◆ TASK PROMPT ◆
Give every entry again, exactly as it stands.

◆ LISTED RECORDS ◆
//! Prompt construction for Search Sense.
//!
//! One job: turn a query and an ordered result list into the two chat
//! messages sent to the completion backend.

pub mod builder;

pub use builder::{build_messages, SYSTEM_PROMPT};
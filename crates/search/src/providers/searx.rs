//! SearXNG search adapter.
//!
//! Talks to any SearXNG-compatible metasearch instance via its JSON API:
//! `GET {base}/search?q={query}&format=json`.

use sense_core::{PipelineError, PipelineResult};
use serde::Deserialize;

use crate::client::SearchClient;
use crate::result::SearchResult;

/// One result entry in the SearXNG JSON response.
#[derive(Debug, Deserialize)]
struct SearxResult {
    #[serde(default)]
    title: String,
    #[serde(default)]
    url: String,
    #[serde(default)]
    content: String,
}

/// SearXNG JSON response format.
#[derive(Debug, Deserialize)]
struct SearxResponse {
    #[serde(default)]
    results: Vec<SearxResult>,
}

/// Search client for SearXNG-compatible backends.
pub struct SearxClient {
    /// Base URL of the search instance
    base_url: String,

    /// HTTP client
    client: reqwest::Client,
}

impl SearxClient {
    /// Create a new client against the default local instance.
    pub fn new() -> Self {
        Self::with_base_url(sense_core::config::DEFAULT_SEARCH_URL)
    }

    /// Create a new client with a custom base URL.
    pub fn with_base_url(base_url: impl Into<String>) -> Self {
        Self {
            base_url: base_url.into(),
            client: reqwest::Client::new(),
        }
    }
}

impl Default for SearxClient {
    fn default() -> Self {
        Self::new()
    }
}

#[async_trait::async_trait]
impl SearchClient for SearxClient {
    fn provider_name(&self) -> &str {
        "searx"
    }

    async fn search(
        &self,
        query: &str,
        max_results: usize,
    ) -> PipelineResult<Vec<SearchResult>> {
        tracing::info!("Sending search request");
        tracing::debug!(query, max_results);

        let url = format!("{}/search", self.base_url);

        let response = self
            .client
            .get(&url)
            .query(&[("q", query), ("format", "json")])
            .send()
            .await
            .map_err(transport_error)?;

        if !response.status().is_success() {
            let status = response.status();
            let body = response
                .text()
                .await
                .unwrap_or_else(|_| "unknown error".to_string());
            return Err(PipelineError::SearchService {
                message: format!("search backend returned {status}: {body}"),
            });
        }

        let payload: SearxResponse =
            response
                .json()
                .await
                .map_err(|e| PipelineError::SearchService {
                    message: format!("failed to decode search response: {e}"),
                })?;

        // Backend order defines citation numbering downstream; keep it.
        let results: Vec<SearchResult> = payload
            .results
            .iter()
            .filter_map(|candidate| {
                let parsed =
                    SearchResult::parse(&candidate.title, &candidate.url, &candidate.content);
                if parsed.is_none() {
                    tracing::debug!(url = %candidate.url, "dropping malformed search result");
                }
                parsed
            })
            .take(max_results)
            .collect();

        tracing::info!("Search returned {} results", results.len());

        Ok(results)
    }
}

/// Map a reqwest failure onto the transport variant, flagging timeouts.
fn transport_error(err: reqwest::Error) -> PipelineError {
    PipelineError::Transport {
        timeout: err.is_timeout(),
        message: format!("search request failed: {err}"),
    }
}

◆ ANSWER TO THE PROBLEM ◆
//! Prompt construction for Search Sense.
//!
//! One job: turn a query and an ordered result list into the two chat
//! messages sent to the completion backend.

pub mod builder;

pub use builder::{build_messages, SYSTEM_PROMPT};
filename crates/search/src/providers/searx.rs
//! SearXNG search adapter.
//!
//! Talks to any SearXNG-compatible metasearch instance via its JSON API:
//! `GET {base}/search?q={query}&format=json`.

use sense_core::{PipelineError, PipelineResult};
use serde::Deserialize;

use crate::client::SearchClient;
use crate::result::SearchResult;

/// One result entry in the SearXNG JSON response.
#[derive(Debug, Deserialize)]
struct SearxResult {
    #[serde(default)]
    title: String,
    #[serde(default)]
    url: String,
    #[serde(default)]
    content: String,
}

/// SearXNG JSON response format.
#[derive(Debug, Deserialize)]
struct SearxResponse {
    #[serde(default)]
    results: Vec<SearxResult>,
}

/// Search client for SearXNG-compatible backends.
pub struct SearxClient {
    /// Base URL of the search instance
    base_url: String,

    /// HTTP client
    client: reqwest::Client,
}

impl SearxClient {
    /// Create a new client against the default local instance.
    pub fn new() -> Self {
        Self::with_base_url(sense_core::config::DEFAULT_SEARCH_URL)
    }

    /// Create a new client with a custom base URL.
    pub fn with_base_url(base_url: impl Into<String>) -> Self {
        Self {
            base_url: base_url.into(),
            client: reqwest::Client::new(),
        }
    }
}

impl Default for SearxClient {
    fn default() -> Self {
        Self::new()
    }
}

#[async_trait::async_trait]
impl SearchClient for SearxClient {
    fn provider_name(&self) -> &str {
        "searx"
    }

    async fn search(
        &self,
        query: &str,
        max_results: usize,
    ) -> PipelineResult<Vec<SearchResult>> {
        tracing::info!("Sending search request");
        tracing::debug!(query, max_results);

        let url = format!("{}/search", self.base_url);

        let response = self
            .client
            .get(&url)
            .query(&[("q", query), ("format", "json")])
            .send()
            .await
            .map_err(transport_error)?;

        if !response.status().is_success() {
            let status = response.status();
            let body = response
                .text()
                .await
                .unwrap_or_else(|_| "unknown error".to_string());
            return Err(PipelineError::SearchService {
                message: format!("search backend returned {status}: {body}"),
            });
        }

        let payload: SearxResponse =
            response
                .json()
                .await
                .map_err(|e| PipelineError::SearchService {
                    message: format!("failed to decode search response: {e}"),
                })?;

        // Backend order defines citation numbering downstream; keep it.
        let results: Vec<SearchResult> = payload
            .results
            .iter()
            .filter_map(|candidate| {
                let parsed =
                    SearchResult::parse(&candidate.title, &candidate.url, &candidate.content);
                if parsed.is_none() {
                    tracing::debug!(url = %candidate.url, "dropping malformed search result");
                }
                parsed
            })
            .take(max_results)
            .collect();

        tracing::info!("Search returned {} results", results.len());

        Ok(results)
    }
}

/// Map a reqwest failure onto the transport variant, flagging timeouts.
fn transport_error(err: reqwest::Error) -> PipelineError {
    PipelineError::Transport {
        timeout: err.is_timeout(),
        message: format!("search request failed: {err}"),
    }
}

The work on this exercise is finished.